About four years back, I wrote an
article entitled Is Print Dead, or does it Just Smell Funny? The
article ran in Chicago based Alarm magazine and I subsequently posted
it in this blog. It focused on the comics industry and it's prospects
as a print medium in the face of the rising wave of electronic media.
I interviewed several comics people for the piece, including Dylan
Williams, cartoonist and publisher of Sparkplug comics, who passed away two months back.
Dylan was passionate on the subject,
and had this to say: “I don't believe print is dead. I've actually
had a lot of time spent thinking about what I'm trying to do with my
life and the whole idea of punk rock is something I keep on coming
back to. I've been a punk since I was a kid and those values are
really my core values. If you feel bad about stuff the only thing we
can do is fight it. I love print, love drawing, and love art comics.
I hate what comics became in the 90s, things like web comics, ‘the
new independents’ and all the money-speak that took over comics
bugs me. I'm an underground kid and that is my idea. I think, all we
can do is light our little fires and stoke them. I don't ever feel
like giving up.”
Looking back, I'm impressed by Dylan's
accomplishment in building avenues for distribution in comics outside
the Diamond Comics Distribution paradigm. He distributed directly to
a growing network of stores supporting grass roots art comics, and
worked with other grass roots distributors who were springing up.
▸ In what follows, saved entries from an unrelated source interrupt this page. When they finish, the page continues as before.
//! Static world decoration
//!
//! Trees and buildings are placed once from a fixed seed and never move.
//! Gameplay only asks whether they stand on land and whether their tile is
//! infected; infected trees also soak up bullets.

use rand::{Rng, SeedableRng};
use rand_pcg::Pcg32;
use serde::{Deserialize, Serialize};

use super::infection::InfectionMap;
use super::terrain::{AltitudeField, GridCell, is_above_sea, is_launchpad};

/// Half-extent of the square that scenery is scattered over
pub const SCENERY_EXTENT: f32 = 5000.0;
/// Number of tree silhouettes the renderer knows about
pub const TREE_VARIANTS: u8 = 3;

#[derive(Debug, Clone, Copy, PartialEq, Serialize, Deserialize)]
pub struct Tree {
    pub x: f32,
    pub z: f32,
    pub variant: u8,
    pub trunk_height: f32,
    pub canopy_scale: f32,
}

impl Tree {
    /// Highest point of the canopy (smallest Y) for a tree rooted at `ground`
    #[inline]
    pub fn canopy_top(&self, ground: f32) -> f32 {
        ground - self.trunk_height - 30.0 * self.canopy_scale - 10.0
    }

    #[inline]
    pub fn cell(&self, tile_size: f32) -> GridCell {
        GridCell::from_world(self.x, self.z, tile_size)
    }
}

#[derive(Debug, Clone, Copy, PartialEq, Serialize, Deserialize)]
pub struct Building {
    pub x: f32,
    pub z: f32,
    pub width: f32,
    pub depth: f32,
    pub height: f32,
}

impl Building {
    #[inline]
    pub fn cell(&self, tile_size: f32) -> GridCell {
        GridCell::from_world(self.x, self.z, tile_size)
    }
}

#[derive(Debug, Clone, Default, Serialize, Deserialize)]
pub struct Scenery {
    pub trees: Vec<Tree>,
    pub buildings: Vec<Building>,
}

impl Scenery {
    pub fn generate(seed: u64, tree_count: usize, building_count: usize) -> Self {
        let mut rng = Pcg32::seed_from_u64(seed);
        let trees = (0..tree_count)
            .map(|_| Tree {
                x: rng.random_range(-SCENERY_EXTENT..SCENERY_EXTENT),
                z: rng.random_range(-SCENERY_EXTENT..SCENERY_EXTENT),
                variant: rng.random_range(0..TREE_VARIANTS),
                trunk_height: rng.random_range(25.0..50.0),
                canopy_scale: rng.random_range(1.0..1.8),
            })
            .collect();
        let buildings = (0..building_count)
            .map(|_| Building {
                x: rng.random_range(-SCENERY_EXTENT..SCENERY_EXTENT),
                z: rng.random_range(-SCENERY_EXTENT..SCENERY_EXTENT),
                width: rng.random_range(30.0..70.0),
                depth: rng.random_range(30.0..70.0),
                height: rng.random_range(40.0..120.0),
            })
            .collect();
        Self { trees, buildings }
    }

    /// Trees that are actually drawn: on land and off the launchpad
    pub fn standing_trees<'a>(
        &'a self,
        terrain: &'a AltitudeField,
    ) -> impl Iterator<Item = &'a Tree> + 'a {
        self.trees
            .iter()
            .filter(move |t| stands_on_land(t.x, t.z, terrain))
    }

    pub fn standing_buildings<'a>(
        &'a self,
        terrain: &'a AltitudeField,
    ) -> impl Iterator<Item = &'a Building> + 'a {
        self.buildings
            .iter()
            .filter(move |b| stands_on_land(b.x, b.z, terrain))
    }

    pub fn tree_is_infected(
        tree: &Tree,
        infection: &InfectionMap,
        terrain: &AltitudeField,
    ) -> bool {
        infection.contains(tree.cell(terrain.tile_size()))
    }

    pub fn building_is_infected(
        building: &Building,
        infection: &InfectionMap,
        terrain: &AltitudeField,
    ) -> bool {
        infection.contains(building.cell(terrain.tile_size()))
    }
}

fn stands_on_land(x: f32, z: f32, terrain: &AltitudeField) -> bool {
    !is_launchpad(x, z) && !is_above_sea(terrain.altitude(x, z))
}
I've been publishing comics since 1981,
and have had some modest success with selling books through
mainstream distributors like Diamond. It takes a maverick visionary
like Dylan to show me that in the long run, art comics (or
underground, punk, or which ever label you prefer for auteur comics)
need their own grass roots distribution network.
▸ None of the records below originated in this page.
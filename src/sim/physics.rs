//! Per-tick kinematics for ships, projectiles and bombs
//!
//! All rates are per tick; there is no variable timestep.

use glam::Vec3;

use super::state::{BombArea, DeathCause, GameEvent, Projectile, WorldState};
use super::terrain::GridCell;
use super::tick::PlayerInput;
use crate::consts::*;
use crate::lerp_vec3;

/// Advance every live ship by one tick of input, gravity, drag and ground contact
pub fn update_ships(world: &mut WorldState, inputs: &[PlayerInput]) {
    for idx in 0..world.players.len() {
        let input = inputs.get(idx).copied().unwrap_or_default();
        update_ship(world, idx, &input);
    }
}

fn update_ship(world: &mut WorldState, idx: usize, input: &PlayerInput) {
    if !world.players[idx].alive {
        return;
    }

    let tick = world.time_ticks;
    let fire_bullet = input.shoot && tick % FIRE_INTERVAL_TICKS == 0;
    let fire_missile = input.fire_missile && world.players[idx].missiles > 0;
    let bullet_id = fire_bullet.then(|| world.next_entity_id());
    let missile_id = fire_missile.then(|| world.next_entity_id());

    let terrain = &world.terrain;
    let player = &mut world.players[idx];
    let ship = &mut player.ship;

    if input.turn_left {
        ship.yaw += YAW_RATE;
    }
    if input.turn_right {
        ship.yaw -= YAW_RATE;
    }
    if input.pitch_up {
        ship.pitch = (ship.pitch - PITCH_RATE).clamp(-PITCH_LIMIT, PITCH_LIMIT);
    }
    if input.pitch_down {
        ship.pitch = (ship.pitch + PITCH_RATE).clamp(-PITCH_LIMIT, PITCH_LIMIT);
    }

    ship.vel.y += GRAVITY;
    if input.thrust {
        ship.vel += ship.thrust_dir() * THRUST_POWER;
    }
    if input.brake {
        ship.vel *= BRAKE_FACTOR;
    }

    if let Some(id) = bullet_id {
        player
            .bullets
            .push(Projectile::launched(id, ship, BULLET_SPEED, BULLET_LIFE_TICKS));
    }
    if let Some(id) = missile_id {
        player.missiles -= 1;
        player.homing_missiles.push(Projectile::launched(
            id,
            ship,
            MISSILE_LAUNCH_SPEED,
            MISSILE_LIFE_TICKS,
        ));
    }

    ship.vel *= SHIP_DRAG;
    ship.pos += ship.vel;

    let mut death = None;
    if ship.pos.y > SEA_LEVEL - SHIP_CLEARANCE {
        death = Some(DeathCause::Sea);
    } else {
        let ground = terrain.altitude(ship.pos.x, ship.pos.z);
        if ship.pos.y > ground - SHIP_CLEARANCE {
            if ship.vel.y > HARD_LANDING_SPEED {
                death = Some(DeathCause::HardLanding);
            } else {
                ship.pos.y = ground - SHIP_CLEARANCE;
                ship.vel.y = 0.0;
                ship.vel.x *= LANDING_FRICTION;
                ship.vel.z *= LANDING_FRICTION;
            }
        }
    }

    if missile_id.is_some() {
        world.emit(GameEvent::MissileFired { player: idx });
    }
    if let Some(cause) = death {
        if cause == DeathCause::Sea {
            let pos = world.players[idx].ship.pos;
            world.emit(GameEvent::Explosion {
                pos: Vec3::new(pos.x, SEA_LEVEL, pos.z),
            });
        }
        world.destroy_ship(idx, cause);
    }
}

/// Steer a homing missile one tick toward `target` and move it
///
/// Velocity blends toward the ideal heading instead of snapping, then is
/// renormalized so the missile only ever turns, never changes speed.
pub fn steer_missile(missile: &mut Projectile, target: Option<Vec3>) {
    if let Some(target) = target {
        let to_target = target - missile.pos;
        let dist = to_target.length();
        if dist > 0.0 {
            let ideal = to_target / dist * MISSILE_SPEED;
            missile.vel = lerp_vec3(missile.vel, ideal, MISSILE_TURN_BLEND);
        }
    }
    let speed = missile.vel.length();
    if speed > 0.0 {
        missile.vel = missile.vel / speed * MISSILE_SPEED;
    }
    missile.pos += missile.vel;
}

/// Brute-force nearest point
pub fn nearest(points: &[Vec3], from: Vec3) -> Option<Vec3> {
    points
        .iter()
        .copied()
        .min_by(|a, b| {
            a.distance_squared(from)
                .partial_cmp(&b.distance_squared(from))
                .unwrap_or(std::cmp::Ordering::Equal)
        })
}

/// Move player bullets and homing missiles; ground hits try to cure infection
pub fn update_projectiles(world: &mut WorldState) {
    let terrain = &world.terrain;
    let targets: Vec<Vec3> = world.enemies.iter().map(|e| e.pos).collect();
    let mut bullet_impacts: Vec<(usize, Vec3)> = Vec::new();
    let mut missile_impacts: Vec<(usize, Vec3)> = Vec::new();

    for player in world.players.iter_mut() {
        let pid = player.id;
        player.bullets.retain_mut(|b| {
            b.pos += b.vel;
            b.ticks_left = b.ticks_left.saturating_sub(1);
            if b.ticks_left == 0 {
                return false;
            }
            if b.pos.y > terrain.altitude(b.pos.x, b.pos.z) {
                bullet_impacts.push((pid, b.pos));
                return false;
            }
            true
        });

        player.homing_missiles.retain_mut(|m| {
            steer_missile(m, nearest(&targets, m.pos));
            m.ticks_left = m.ticks_left.saturating_sub(1);
            if m.pos.y > terrain.altitude(m.pos.x, m.pos.z) {
                missile_impacts.push((pid, m.pos));
                return false;
            }
            m.ticks_left > 0
        });
    }

    for (pid, pos) in bullet_impacts {
        world.clear_infection_at(pos.x, pos.z, Some(pid));
    }
    for (pid, pos) in missile_impacts {
        world.emit(GameEvent::Explosion { pos });
        world.clear_infection_at(pos.x, pos.z, Some(pid));
    }
}

/// Enemy shots fly straight until they time out or hit the ground
pub fn update_enemy_bullets(world: &mut WorldState) {
    let terrain = &world.terrain;
    world.enemy_bullets.retain_mut(|b| {
        b.pos += b.vel;
        b.ticks_left = b.ticks_left.saturating_sub(1);
        b.ticks_left > 0 && b.pos.y <= terrain.altitude(b.pos.x, b.pos.z)
    });
}

/// Drop bombs under gravity; impacts infect their target cell or block
pub fn update_bombs(world: &mut WorldState) {
    let terrain = &world.terrain;
    let mut impacts = Vec::new();
    world.bombs.retain_mut(|bomb| {
        bomb.vel.y += GRAVITY;
        bomb.pos += bomb.vel;
        if bomb.pos.y >= terrain.altitude(bomb.pos.x, bomb.pos.z) {
            impacts.push(*bomb);
            return false;
        }
        true
    });

    let tick = world.time_ticks;
    for bomb in impacts {
        let infected = match bomb.area {
            BombArea::Single => {
                usize::from(world.infection.seed(bomb.target, &world.terrain, tick))
            }
            BombArea::Mega => {
                let r = MEGA_BOMB_RADIUS;
                let mut n = 0;
                for dx in -r..=r {
                    for dz in -r..=r {
                        let cell: GridCell = bomb.target.offset(dx, dz);
                        if world.infection.seed(cell, &world.terrain, tick) {
                            n += 1;
                        }
                    }
                }
                n
            }
        };
        log::debug!("{:?} bomb hit {:?}, infected {}", bomb.area, bomb.target, infected);
        world.emit(GameEvent::Explosion { pos: bomb.pos });
        world.emit(GameEvent::BombImpact {
            cell: bomb.target,
            area: bomb.area,
            infected,
        });
    }
}

#[cfg(test)]
mod tests {
    use super::*;
    use crate::sim::state::{Bomb, Player, Ship};
    use crate::sim::terrain::is_above_sea;
    use crate::tuning::Tuning;

    fn world_with_player() -> WorldState {
        let mut world = WorldState::new(Tuning::default());
        world.players.push(Player::new(0, 0.0));
        world
    }

    #[test]
    fn test_hard_landing_kills() {
        let mut world = world_with_player();
        // One unit above touchdown on the pad, falling at 3.0
        let ship = &mut world.players[0].ship;
        ship.pos.y = LAUNCH_ALT - SHIP_CLEARANCE - 1.0;
        ship.vel = Vec3::new(0.0, 3.0, 0.0);

        update_ships(&mut world, &[PlayerInput::default()]);
        assert!(!world.players[0].alive);
        assert!(world.events.contains(&GameEvent::ShipDestroyed {
            player: 0,
            cause: DeathCause::HardLanding
        }));
    }

    #[test]
    fn test_soft_landing_clamps_to_ground() {
        let mut world = world_with_player();
        let ship = &mut world.players[0].ship;
        ship.pos.y = LAUNCH_ALT - SHIP_CLEARANCE - 1.0;
        ship.vel = Vec3::new(2.0, 1.5, -2.0);

        update_ships(&mut world, &[PlayerInput::default()]);
        let p = &world.players[0];
        assert!(p.alive);
        assert_eq!(p.ship.pos.y, LAUNCH_ALT - SHIP_CLEARANCE);
        assert_eq!(p.ship.vel.y, 0.0);
        assert!(p.ship.vel.x < 2.0 * SHIP_DRAG);
    }

    #[test]
    fn test_sea_crash_is_fatal() {
        let mut world = world_with_player();
        // Find open water away from the pad
        let (x, z) = (-200..200)
            .flat_map(|i| (-200..200).map(move |j| (i as f32 * 97.0, j as f32 * 97.0)))
            .find(|&(x, z)| is_above_sea(world.terrain.altitude(x, z)))
            .expect("water somewhere");
        let ship = &mut world.players[0].ship;
        ship.pos = Vec3::new(x, SEA_LEVEL - SHIP_CLEARANCE - 0.5, z);
        ship.vel = Vec3::new(0.0, 0.6, 0.0);

        update_ships(&mut world, &[PlayerInput::default()]);
        assert!(!world.players[0].alive);
        assert!(world.events.contains(&GameEvent::ShipDestroyed {
            player: 0,
            cause: DeathCause::Sea
        }));
    }

    #[test]
    fn test_pitch_is_clamped() {
        let mut world = world_with_player();
        world.players[0].ship.pos.y = -400.0;
        let input = PlayerInput {
            pitch_down: true,
            ..Default::default()
        };
        for _ in 0..200 {
            update_ships(&mut world, &[input]);
        }
        assert!((world.players[0].ship.pitch - PITCH_LIMIT).abs() < 1e-6);
    }

    #[test]
    fn test_thrust_counters_gravity() {
        let mut idle = world_with_player();
        let mut thrusting = world_with_player();
        let input = PlayerInput {
            thrust: true,
            ..Default::default()
        };
        update_ships(&mut idle, &[PlayerInput::default()]);
        update_ships(&mut thrusting, &[input]);
        assert!(thrusting.players[0].ship.pos.y < idle.players[0].ship.pos.y);
    }

    #[test]
    fn test_fire_cadence_and_missile_ammo() {
        let mut world = world_with_player();
        world.players[0].ship.pos.y = -400.0;
        world.players[0].missiles = 1;
        let input = PlayerInput {
            shoot: true,
            fire_missile: true,
            ..Default::default()
        };
        for t in 0..12 {
            world.time_ticks = t;
            update_ships(&mut world, &[input]);
        }
        let p = &world.players[0];
        assert_eq!(p.bullets.len(), 2);
        assert_eq!(p.homing_missiles.len(), 1);
        assert_eq!(p.missiles, 0);
    }

    #[test]
    fn test_missile_speed_is_constant() {
        let mut missile = Projectile {
            id: 1,
            pos: Vec3::ZERO,
            vel: Vec3::new(3.0, 0.0, 1.0),
            ticks_left: 100,
        };
        let target = Vec3::new(-500.0, 200.0, 800.0);
        for i in 0..60 {
            // Alternate between chasing and coasting
            let t = if i % 3 == 0 { None } else { Some(target) };
            steer_missile(&mut missile, t);
            assert!((missile.vel.length() - MISSILE_SPEED).abs() < 1e-3);
        }
    }

    #[test]
    fn test_missile_turns_gradually() {
        let mut missile = Projectile {
            id: 1,
            pos: Vec3::ZERO,
            vel: Vec3::new(MISSILE_SPEED, 0.0, 0.0),
            ticks_left: 100,
        };
        // Target directly behind: one tick must not reverse the heading
        steer_missile(&mut missile, Some(Vec3::new(-1000.0, 0.0, 0.0)));
        assert!(missile.vel.x > 0.0);
    }

    #[test]
    fn test_missile_on_target_keeps_heading() {
        let mut missile = Projectile {
            id: 1,
            pos: Vec3::new(5.0, 5.0, 5.0),
            vel: Vec3::new(0.0, 0.0, MISSILE_SPEED),
            ticks_left: 100,
        };
        steer_missile(&mut missile, Some(Vec3::new(5.0, 5.0, 5.0)));
        assert_eq!(missile.vel, Vec3::new(0.0, 0.0, MISSILE_SPEED));
    }

    #[test]
    fn test_bullet_expires_after_lifetime() {
        let mut world = world_with_player();
        let mut ship = Ship::at_spawn(0.0);
        ship.pos.y = -2000.0;
        ship.pitch = -0.5; // nose up
        world.players[0]
            .bullets
            .push(Projectile::launched(1, &ship, BULLET_SPEED, 3));
        for _ in 0..2 {
            update_projectiles(&mut world);
        }
        assert_eq!(world.players[0].bullets.len(), 1);
        update_projectiles(&mut world);
        assert!(world.players[0].bullets.is_empty());
    }

    #[test]
    fn test_bullet_ground_hit_clears_infection() {
        let mut world = world_with_player();
        let cell = (-100..100)
            .flat_map(|x| (-100..100).map(move |z| GridCell::new(x, z)))
            .find(|&c| world.terrain.is_infectable(c))
            .unwrap();
        world.infection.seed(cell, &world.terrain, 0);
        let (cx, cz) = cell.center(TILE_SIZE);
        let ground = world.terrain.altitude(cx, cz);
        world.players[0].bullets.push(Projectile {
            id: 1,
            pos: Vec3::new(cx, ground - 5.0, cz),
            vel: Vec3::new(0.0, 10.0, 0.0),
            ticks_left: 50,
        });

        update_projectiles(&mut world);
        assert!(world.players[0].bullets.is_empty());
        assert!(world.infection.is_empty());
        assert_eq!(world.players[0].score, world.tuning.scoring.infection_clear);
    }

    #[test]
    fn test_mega_bomb_infects_block() {
        let mut world = WorldState::new(Tuning::default());
        let terrain = &world.terrain;
        let center = (-150..150)
            .flat_map(|x| (-150..150).map(move |z| GridCell::new(x, z)))
            .find(|&c| {
                (-2..=2).all(|dx| (-2..=2).all(|dz| terrain.is_infectable(c.offset(dx, dz))))
            })
            .unwrap();
        let (cx, cz) = center.center(TILE_SIZE);
        let ground = world.terrain.altitude(cx, cz);
        world.bombs.push(Bomb {
            id: 1,
            pos: Vec3::new(cx, ground - 0.5, cz),
            vel: Vec3::new(0.0, 2.0, 0.0),
            target: center,
            area: BombArea::Mega,
        });
        update_bombs(&mut world);
        assert!(world.bombs.is_empty());
        assert_eq!(world.infection.count(), 25);
    }

    #[test]
    fn test_nearest_picks_closest() {
        let pts = [Vec3::new(100.0, 0.0, 0.0), Vec3::new(-10.0, 0.0, 0.0)];
        assert_eq!(nearest(&pts, Vec3::ZERO), Some(pts[1]));
        assert_eq!(nearest(&[], Vec3::ZERO), None);
    }
}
I moved to Oaxaca, Mexico in 2007 and
was wondering how I would continue to publish and distribute my work.
Dylan stepped forward and offered a hand, arranging for my 2008
graphic novel Tranny to be distributed by Diamond.
When I finished my next book, El Vocho,
Dylan declined to offer the book through Diamond. His considerable
energies had shifted to where the best results could be produced,
with the nascent distribution network he was building on behalf of
his publishing company, Sparkplug Comic Books. He did pick up several
copies of El Vocho for distribution, great guy that he was.
Dylan's were painstakingly grass roots
from what I can see. He cultivated relationships with fans,
retailers, publishers and distributors to get the best play for the
artists he published, whose work he was devoted to. He faithfully hit
the indy shows and put his best foot forward in pursuit of his
vision.
This is the legacy of Dylan Williams in
my life. He showed me what I should have known all along, that
selling auteur comics is really a brick-by-brick business. You can't
depend on a large corporate entity for anything, you have to follow
the love.
Reporter Little Black Book by Dylan Williams
Many of Dylan's close friends and associates had wonderful and insightful things to say about him at the time of his passing. I've now had time to assess what Dylan meant in my life, thus this post. I was friendly with Dylan, without being an actual close friend. He was warm and true, self effacing to a fault, and unerring in his vision and taste. He had an understated but wicked sense of humor. In short, a fine human being.
1 comment:
Thanks for sharing your thoughts on Dylan- I met him around 1994 in San Francisco when he was working at Comic Relief- his passion for the artists that he liked was infectious. We were both working our way through Jim Vadebonceur's Alex Toth checklist. I'd see him at a show every few years and not a minute had passed in terms of our discussions about various comics, films and painters. He had a great creative intensity. I miss him!